### Your assignment
Find the line holding "assert_eq!(counter.load(Ordering::SeqCst), 2);" in the entries below. Give it again exactly, along with every line after it up to and including the line holding "async fn busy_lock_falls_back_after_bounded_retries()".

[Stored data entries]
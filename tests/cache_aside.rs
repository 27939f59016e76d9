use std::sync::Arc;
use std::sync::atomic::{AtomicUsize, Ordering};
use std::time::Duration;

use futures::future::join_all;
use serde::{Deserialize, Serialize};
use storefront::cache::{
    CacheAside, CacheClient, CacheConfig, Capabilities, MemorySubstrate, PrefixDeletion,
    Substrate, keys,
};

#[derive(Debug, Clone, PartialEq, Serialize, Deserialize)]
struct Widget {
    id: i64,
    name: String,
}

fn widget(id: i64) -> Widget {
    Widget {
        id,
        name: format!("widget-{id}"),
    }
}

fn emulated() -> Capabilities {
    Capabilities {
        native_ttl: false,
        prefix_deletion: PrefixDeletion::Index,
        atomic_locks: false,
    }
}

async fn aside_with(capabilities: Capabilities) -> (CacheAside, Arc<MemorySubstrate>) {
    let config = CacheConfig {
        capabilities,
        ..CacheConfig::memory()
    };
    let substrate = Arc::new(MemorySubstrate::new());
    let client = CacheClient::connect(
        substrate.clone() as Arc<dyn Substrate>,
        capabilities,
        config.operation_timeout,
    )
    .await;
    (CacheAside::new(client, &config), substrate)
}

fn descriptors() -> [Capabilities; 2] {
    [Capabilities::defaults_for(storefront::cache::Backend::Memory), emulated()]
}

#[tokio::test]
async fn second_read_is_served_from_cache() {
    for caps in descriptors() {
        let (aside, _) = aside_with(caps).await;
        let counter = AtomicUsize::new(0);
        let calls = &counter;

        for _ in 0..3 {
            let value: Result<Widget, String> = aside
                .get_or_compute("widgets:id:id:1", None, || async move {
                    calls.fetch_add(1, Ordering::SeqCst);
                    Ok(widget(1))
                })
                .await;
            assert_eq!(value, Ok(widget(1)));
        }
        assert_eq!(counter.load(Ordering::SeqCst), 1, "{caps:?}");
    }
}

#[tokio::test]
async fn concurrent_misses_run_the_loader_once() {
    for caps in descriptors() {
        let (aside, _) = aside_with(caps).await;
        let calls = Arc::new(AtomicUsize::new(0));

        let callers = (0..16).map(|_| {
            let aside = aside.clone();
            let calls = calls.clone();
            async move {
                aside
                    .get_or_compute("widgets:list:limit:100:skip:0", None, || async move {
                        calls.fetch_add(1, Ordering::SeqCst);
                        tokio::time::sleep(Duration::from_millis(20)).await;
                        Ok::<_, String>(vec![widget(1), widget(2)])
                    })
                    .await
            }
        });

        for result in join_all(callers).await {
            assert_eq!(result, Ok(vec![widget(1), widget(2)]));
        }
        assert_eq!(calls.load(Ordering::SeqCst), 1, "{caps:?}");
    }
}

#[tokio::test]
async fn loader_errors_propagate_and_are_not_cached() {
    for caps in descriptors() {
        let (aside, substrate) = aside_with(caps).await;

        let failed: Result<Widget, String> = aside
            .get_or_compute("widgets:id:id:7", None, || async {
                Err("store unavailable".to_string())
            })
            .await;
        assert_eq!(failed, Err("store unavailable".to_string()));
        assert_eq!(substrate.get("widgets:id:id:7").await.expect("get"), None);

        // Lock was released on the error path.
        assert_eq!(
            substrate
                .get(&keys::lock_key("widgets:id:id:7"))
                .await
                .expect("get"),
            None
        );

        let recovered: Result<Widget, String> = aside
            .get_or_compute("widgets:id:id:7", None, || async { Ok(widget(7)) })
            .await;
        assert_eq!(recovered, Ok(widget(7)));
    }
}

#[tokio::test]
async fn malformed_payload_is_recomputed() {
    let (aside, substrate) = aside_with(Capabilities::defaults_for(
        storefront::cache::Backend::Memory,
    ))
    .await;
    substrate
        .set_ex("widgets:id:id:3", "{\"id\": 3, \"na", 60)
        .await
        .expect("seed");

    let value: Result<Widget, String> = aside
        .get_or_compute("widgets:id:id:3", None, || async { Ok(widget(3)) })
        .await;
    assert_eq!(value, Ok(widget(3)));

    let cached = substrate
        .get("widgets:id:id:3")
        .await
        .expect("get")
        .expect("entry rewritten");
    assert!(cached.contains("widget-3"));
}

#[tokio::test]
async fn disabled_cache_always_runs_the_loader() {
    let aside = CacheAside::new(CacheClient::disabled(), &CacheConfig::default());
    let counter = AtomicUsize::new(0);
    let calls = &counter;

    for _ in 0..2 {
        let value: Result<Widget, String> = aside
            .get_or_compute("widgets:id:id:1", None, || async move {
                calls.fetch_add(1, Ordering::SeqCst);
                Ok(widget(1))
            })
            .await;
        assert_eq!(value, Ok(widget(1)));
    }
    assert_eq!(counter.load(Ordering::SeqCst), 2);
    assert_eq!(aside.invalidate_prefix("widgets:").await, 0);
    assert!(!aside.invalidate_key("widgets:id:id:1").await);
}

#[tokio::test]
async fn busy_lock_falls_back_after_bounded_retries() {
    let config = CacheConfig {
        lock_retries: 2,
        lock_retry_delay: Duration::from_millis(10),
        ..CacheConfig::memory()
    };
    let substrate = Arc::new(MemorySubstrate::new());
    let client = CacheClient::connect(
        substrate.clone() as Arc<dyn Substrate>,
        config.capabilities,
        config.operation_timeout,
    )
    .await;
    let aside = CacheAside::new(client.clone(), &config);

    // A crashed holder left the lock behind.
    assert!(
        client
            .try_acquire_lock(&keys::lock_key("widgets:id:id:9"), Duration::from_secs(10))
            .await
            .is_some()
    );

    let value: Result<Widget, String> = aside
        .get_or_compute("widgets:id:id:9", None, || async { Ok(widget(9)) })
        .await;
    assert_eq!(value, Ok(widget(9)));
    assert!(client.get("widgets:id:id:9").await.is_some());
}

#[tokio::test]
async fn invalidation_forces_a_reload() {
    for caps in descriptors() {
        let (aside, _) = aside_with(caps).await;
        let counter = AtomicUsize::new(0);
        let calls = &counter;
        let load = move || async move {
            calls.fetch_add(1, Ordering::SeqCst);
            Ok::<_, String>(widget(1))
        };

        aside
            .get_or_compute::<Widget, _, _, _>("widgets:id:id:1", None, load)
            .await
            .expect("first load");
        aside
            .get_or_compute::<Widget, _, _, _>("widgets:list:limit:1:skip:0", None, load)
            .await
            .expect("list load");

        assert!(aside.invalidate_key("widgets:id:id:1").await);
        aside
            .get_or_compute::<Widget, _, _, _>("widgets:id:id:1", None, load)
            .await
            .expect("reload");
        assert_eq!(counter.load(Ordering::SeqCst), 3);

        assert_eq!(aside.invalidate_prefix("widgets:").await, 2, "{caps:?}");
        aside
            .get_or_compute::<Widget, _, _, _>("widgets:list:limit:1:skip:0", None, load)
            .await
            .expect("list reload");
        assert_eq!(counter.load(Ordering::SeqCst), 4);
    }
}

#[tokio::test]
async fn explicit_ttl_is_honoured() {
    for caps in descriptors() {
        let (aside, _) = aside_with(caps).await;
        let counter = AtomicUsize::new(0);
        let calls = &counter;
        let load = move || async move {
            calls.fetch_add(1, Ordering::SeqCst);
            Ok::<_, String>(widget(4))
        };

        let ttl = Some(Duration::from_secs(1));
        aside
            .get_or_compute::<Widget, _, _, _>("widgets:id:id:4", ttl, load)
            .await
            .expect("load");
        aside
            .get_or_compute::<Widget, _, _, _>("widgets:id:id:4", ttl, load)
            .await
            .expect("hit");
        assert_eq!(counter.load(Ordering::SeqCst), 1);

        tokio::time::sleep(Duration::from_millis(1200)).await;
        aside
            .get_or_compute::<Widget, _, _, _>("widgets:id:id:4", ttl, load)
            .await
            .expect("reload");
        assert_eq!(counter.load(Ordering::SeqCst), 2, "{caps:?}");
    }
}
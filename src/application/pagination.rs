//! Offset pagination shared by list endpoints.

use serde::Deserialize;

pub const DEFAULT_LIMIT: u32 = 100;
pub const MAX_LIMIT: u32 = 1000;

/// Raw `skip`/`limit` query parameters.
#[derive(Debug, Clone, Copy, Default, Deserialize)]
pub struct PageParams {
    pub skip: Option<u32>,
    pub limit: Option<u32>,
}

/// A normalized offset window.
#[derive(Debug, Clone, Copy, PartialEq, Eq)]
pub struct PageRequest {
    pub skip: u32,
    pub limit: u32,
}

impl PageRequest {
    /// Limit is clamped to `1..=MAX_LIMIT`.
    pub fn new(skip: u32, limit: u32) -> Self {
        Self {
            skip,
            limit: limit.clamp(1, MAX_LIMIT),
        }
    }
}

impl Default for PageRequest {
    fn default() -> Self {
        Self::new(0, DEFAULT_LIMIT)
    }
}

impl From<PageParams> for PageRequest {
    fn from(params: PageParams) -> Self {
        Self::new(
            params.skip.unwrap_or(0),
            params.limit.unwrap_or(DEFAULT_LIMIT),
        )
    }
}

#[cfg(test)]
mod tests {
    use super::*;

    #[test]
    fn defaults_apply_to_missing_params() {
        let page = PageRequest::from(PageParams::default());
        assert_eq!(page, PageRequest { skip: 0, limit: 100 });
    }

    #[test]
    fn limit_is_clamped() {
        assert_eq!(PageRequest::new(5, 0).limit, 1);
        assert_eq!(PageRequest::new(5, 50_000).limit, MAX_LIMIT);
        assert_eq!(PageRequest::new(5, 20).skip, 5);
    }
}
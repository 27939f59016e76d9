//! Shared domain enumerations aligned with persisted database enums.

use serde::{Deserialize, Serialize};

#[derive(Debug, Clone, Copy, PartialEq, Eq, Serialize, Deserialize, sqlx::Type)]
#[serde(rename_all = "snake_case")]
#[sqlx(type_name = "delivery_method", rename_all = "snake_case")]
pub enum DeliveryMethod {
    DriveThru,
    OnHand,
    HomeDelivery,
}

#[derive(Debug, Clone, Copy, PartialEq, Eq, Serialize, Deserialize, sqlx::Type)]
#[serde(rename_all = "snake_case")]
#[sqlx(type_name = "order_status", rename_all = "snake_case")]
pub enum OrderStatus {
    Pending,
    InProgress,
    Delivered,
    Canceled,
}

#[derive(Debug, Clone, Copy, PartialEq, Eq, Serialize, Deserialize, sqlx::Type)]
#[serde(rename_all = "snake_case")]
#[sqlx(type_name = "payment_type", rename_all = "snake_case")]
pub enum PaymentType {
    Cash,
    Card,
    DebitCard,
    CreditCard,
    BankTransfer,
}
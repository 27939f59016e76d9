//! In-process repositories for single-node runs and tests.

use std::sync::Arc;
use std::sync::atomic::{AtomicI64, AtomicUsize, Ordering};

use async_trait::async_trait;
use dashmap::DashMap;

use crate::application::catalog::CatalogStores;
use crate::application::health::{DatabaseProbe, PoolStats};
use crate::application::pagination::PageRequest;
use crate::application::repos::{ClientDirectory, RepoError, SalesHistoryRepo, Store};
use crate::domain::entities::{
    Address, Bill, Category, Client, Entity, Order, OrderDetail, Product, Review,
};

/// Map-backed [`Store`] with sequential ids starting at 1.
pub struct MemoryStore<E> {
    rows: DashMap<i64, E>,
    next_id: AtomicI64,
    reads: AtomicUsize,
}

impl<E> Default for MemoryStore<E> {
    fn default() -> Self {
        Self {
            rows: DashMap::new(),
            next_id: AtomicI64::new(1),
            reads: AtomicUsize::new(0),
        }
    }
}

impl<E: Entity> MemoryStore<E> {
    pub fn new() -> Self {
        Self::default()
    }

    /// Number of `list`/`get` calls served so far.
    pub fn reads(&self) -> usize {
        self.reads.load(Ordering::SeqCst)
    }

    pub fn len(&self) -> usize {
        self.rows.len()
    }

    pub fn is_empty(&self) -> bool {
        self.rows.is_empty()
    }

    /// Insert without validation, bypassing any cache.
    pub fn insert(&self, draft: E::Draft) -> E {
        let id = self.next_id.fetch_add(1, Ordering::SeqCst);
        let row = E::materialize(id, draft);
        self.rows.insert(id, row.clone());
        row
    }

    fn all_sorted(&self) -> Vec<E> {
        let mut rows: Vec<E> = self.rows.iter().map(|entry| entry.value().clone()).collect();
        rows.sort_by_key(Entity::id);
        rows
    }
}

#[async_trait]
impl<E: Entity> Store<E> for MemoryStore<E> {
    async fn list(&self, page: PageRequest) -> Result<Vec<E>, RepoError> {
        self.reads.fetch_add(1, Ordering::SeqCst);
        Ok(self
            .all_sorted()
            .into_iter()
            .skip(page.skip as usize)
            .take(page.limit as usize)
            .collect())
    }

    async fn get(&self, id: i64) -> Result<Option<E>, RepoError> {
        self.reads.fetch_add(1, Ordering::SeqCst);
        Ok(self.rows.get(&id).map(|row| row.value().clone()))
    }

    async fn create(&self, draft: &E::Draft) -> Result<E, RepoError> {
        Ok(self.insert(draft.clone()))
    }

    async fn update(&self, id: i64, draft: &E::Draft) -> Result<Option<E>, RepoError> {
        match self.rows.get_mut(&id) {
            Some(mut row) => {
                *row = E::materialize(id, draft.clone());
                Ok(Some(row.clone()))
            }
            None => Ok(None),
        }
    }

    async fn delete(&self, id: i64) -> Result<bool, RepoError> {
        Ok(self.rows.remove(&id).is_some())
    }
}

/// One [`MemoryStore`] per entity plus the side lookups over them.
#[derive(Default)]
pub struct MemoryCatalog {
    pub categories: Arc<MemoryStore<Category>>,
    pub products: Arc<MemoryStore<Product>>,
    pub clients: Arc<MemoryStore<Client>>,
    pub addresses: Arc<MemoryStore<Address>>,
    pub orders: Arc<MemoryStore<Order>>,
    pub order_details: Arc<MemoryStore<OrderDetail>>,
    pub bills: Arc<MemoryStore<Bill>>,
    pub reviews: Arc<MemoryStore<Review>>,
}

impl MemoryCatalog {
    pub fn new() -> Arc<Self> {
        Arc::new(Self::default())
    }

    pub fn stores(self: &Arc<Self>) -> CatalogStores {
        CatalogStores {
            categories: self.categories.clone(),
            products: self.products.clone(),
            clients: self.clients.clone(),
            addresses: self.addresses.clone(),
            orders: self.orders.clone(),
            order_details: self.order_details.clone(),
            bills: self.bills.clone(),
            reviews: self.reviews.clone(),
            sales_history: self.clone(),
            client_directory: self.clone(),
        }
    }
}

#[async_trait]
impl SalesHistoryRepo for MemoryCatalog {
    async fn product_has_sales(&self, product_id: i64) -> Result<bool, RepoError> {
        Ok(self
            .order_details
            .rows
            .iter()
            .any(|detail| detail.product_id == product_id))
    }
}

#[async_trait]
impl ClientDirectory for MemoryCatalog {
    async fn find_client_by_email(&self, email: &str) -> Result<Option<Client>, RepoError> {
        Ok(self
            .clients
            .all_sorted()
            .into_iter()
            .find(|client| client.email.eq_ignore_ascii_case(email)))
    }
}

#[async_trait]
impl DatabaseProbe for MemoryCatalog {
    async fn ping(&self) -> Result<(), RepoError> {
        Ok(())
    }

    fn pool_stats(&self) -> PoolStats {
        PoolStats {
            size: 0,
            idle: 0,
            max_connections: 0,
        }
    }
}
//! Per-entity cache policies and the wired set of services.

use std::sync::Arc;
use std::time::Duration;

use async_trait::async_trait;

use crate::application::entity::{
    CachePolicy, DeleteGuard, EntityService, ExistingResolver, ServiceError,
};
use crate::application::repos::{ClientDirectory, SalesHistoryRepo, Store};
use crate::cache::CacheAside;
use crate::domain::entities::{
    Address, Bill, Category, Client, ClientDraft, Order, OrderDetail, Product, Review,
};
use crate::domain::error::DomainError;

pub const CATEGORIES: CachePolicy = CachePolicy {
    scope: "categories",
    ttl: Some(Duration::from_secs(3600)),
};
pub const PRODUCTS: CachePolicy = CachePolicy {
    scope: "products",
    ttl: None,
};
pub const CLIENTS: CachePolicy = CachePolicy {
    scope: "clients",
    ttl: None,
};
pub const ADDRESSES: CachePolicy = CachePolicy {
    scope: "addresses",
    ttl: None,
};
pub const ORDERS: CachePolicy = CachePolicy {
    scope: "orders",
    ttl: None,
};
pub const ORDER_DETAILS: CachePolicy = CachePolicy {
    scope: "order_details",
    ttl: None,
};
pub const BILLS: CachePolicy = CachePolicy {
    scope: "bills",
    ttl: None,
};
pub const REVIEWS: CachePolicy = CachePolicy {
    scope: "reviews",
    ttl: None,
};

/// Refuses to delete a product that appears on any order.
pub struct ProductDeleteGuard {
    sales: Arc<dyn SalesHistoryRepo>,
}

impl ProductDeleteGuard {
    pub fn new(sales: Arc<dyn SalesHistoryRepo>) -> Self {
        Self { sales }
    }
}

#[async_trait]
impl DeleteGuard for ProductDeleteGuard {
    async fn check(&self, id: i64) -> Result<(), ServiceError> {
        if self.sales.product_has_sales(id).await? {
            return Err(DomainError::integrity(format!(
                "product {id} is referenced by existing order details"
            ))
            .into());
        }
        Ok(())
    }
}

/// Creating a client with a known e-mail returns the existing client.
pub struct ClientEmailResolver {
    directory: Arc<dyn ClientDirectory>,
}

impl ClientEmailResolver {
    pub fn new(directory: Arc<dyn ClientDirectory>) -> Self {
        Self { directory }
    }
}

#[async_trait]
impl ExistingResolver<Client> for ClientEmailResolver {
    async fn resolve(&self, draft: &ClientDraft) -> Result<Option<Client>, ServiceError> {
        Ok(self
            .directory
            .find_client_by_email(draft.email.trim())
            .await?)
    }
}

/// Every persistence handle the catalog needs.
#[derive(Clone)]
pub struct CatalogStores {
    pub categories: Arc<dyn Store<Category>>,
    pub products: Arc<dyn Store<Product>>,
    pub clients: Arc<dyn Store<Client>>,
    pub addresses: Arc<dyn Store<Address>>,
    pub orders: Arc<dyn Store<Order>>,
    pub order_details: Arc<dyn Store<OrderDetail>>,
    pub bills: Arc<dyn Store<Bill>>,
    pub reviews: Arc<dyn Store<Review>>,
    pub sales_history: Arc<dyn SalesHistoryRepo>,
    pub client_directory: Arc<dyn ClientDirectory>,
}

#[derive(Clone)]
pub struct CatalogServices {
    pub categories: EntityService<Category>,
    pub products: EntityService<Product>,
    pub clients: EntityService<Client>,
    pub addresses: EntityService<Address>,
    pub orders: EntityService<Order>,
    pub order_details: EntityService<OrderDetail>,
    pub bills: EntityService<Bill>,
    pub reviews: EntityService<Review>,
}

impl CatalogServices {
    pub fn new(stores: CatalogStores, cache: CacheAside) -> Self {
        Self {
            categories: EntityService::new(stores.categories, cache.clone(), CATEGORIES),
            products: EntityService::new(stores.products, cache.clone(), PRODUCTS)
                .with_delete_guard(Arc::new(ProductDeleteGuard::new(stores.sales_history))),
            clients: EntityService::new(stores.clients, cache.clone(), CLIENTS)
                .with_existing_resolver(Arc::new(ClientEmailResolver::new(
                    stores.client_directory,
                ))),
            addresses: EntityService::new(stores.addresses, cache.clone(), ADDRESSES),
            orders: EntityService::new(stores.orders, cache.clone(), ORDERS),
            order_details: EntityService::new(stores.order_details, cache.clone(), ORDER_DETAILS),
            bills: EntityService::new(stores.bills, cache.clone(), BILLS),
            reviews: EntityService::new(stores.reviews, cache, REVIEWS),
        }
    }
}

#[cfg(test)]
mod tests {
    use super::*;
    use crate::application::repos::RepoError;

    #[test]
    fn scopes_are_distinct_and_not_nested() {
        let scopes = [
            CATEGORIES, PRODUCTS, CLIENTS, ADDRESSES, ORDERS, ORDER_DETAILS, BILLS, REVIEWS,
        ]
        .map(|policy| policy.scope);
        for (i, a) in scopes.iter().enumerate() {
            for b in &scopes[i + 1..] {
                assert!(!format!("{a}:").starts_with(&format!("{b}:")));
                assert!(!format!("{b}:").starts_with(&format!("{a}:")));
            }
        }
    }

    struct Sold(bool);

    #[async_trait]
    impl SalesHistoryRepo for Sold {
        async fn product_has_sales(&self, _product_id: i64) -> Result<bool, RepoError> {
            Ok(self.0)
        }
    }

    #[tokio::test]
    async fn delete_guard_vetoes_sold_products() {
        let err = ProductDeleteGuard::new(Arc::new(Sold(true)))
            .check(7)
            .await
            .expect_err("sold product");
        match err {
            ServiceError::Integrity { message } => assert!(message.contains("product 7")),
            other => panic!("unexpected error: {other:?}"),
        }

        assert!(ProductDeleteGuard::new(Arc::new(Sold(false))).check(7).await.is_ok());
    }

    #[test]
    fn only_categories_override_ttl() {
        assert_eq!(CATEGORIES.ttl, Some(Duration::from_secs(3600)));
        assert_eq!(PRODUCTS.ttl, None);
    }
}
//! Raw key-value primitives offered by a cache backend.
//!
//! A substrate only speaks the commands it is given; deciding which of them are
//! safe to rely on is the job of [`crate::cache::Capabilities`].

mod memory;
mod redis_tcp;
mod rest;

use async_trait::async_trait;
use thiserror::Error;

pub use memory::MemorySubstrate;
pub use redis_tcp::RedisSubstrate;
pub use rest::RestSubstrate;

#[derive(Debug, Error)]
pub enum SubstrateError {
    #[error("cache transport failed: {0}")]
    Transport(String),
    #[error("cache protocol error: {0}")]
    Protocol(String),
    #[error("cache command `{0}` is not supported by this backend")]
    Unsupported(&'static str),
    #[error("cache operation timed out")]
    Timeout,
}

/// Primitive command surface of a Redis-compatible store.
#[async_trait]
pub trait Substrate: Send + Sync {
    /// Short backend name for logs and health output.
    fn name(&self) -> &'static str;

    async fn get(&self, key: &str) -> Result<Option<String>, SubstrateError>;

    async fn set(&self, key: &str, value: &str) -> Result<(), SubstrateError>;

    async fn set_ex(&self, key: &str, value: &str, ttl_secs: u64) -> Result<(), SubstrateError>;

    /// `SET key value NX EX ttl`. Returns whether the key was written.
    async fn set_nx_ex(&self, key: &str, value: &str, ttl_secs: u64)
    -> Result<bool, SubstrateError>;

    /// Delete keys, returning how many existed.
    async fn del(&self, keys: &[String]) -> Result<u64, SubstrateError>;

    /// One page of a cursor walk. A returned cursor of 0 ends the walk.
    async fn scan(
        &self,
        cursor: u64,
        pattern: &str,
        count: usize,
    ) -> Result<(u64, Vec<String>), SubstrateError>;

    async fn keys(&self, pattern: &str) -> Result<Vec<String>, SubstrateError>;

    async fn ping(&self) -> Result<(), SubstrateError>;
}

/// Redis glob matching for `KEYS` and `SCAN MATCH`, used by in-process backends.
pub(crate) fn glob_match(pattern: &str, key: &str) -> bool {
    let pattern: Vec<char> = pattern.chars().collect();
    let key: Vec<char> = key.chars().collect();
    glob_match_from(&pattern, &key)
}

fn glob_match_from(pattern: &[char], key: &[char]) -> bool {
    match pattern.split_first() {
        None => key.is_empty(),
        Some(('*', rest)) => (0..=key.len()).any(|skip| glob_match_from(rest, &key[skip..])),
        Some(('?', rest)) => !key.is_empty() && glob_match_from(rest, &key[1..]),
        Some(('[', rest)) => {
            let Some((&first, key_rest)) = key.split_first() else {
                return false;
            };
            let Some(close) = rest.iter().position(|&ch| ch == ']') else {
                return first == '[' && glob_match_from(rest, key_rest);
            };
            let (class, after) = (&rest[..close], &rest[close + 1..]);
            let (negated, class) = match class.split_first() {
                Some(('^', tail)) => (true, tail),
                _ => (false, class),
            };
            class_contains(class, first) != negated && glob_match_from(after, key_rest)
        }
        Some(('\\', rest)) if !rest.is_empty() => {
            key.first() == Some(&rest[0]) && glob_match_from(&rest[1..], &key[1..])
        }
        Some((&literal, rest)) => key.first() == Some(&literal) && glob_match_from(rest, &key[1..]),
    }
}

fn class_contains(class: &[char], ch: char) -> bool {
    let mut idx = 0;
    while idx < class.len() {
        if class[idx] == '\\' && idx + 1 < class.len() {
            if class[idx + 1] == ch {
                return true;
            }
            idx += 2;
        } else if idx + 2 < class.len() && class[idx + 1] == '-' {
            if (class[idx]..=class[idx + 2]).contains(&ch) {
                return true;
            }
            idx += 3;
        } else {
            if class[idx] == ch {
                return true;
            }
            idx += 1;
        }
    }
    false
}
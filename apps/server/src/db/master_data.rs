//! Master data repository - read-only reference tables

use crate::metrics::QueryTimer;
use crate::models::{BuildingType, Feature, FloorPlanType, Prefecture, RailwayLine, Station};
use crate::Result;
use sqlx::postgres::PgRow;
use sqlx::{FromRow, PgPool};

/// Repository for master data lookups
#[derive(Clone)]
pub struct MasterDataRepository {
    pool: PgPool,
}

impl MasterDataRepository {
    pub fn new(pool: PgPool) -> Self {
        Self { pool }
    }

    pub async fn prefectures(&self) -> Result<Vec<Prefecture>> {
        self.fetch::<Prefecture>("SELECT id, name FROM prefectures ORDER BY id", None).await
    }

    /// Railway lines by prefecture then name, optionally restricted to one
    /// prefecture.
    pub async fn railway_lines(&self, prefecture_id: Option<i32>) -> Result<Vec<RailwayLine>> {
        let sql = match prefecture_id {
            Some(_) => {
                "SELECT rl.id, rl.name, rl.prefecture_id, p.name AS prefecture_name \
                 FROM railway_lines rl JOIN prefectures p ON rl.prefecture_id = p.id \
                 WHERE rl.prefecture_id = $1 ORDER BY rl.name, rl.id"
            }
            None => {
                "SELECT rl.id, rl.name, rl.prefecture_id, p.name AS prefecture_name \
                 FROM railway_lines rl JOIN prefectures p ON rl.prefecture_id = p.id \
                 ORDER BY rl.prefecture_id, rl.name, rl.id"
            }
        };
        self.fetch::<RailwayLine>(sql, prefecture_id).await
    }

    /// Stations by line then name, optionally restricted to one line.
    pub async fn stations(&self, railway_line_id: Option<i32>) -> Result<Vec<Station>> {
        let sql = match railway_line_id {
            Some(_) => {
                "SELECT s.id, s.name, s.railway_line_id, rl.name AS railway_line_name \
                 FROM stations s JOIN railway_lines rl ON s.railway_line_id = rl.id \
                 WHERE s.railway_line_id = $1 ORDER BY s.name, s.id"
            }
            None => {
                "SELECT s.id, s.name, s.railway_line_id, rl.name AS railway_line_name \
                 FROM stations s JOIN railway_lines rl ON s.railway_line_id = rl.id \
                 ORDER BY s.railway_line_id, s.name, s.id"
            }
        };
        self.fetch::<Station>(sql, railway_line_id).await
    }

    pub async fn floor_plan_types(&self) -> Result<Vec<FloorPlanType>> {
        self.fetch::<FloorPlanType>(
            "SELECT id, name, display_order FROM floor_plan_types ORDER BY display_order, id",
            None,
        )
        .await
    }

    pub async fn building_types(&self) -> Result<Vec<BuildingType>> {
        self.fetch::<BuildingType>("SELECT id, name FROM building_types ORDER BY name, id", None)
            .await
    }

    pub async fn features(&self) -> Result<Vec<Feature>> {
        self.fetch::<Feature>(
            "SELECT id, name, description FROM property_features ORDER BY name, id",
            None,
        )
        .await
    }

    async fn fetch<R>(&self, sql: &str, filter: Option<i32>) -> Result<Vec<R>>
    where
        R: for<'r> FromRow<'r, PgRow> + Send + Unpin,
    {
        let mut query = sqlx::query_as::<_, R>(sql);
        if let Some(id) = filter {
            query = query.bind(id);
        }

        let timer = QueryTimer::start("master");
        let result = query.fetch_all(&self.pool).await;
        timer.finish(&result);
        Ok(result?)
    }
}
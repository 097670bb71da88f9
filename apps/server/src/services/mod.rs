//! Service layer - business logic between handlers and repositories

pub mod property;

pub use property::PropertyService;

### Completed exercise
    assert_eq!(counter.load(Ordering::SeqCst), 2);
    assert_eq!(aside.invalidate_prefix("widgets:").await, 0);
    assert!(!aside.invalidate_key("widgets:id:id:1").await);
}

#[tokio::test]
async fn busy_lock_falls_back_after_bounded_retries() {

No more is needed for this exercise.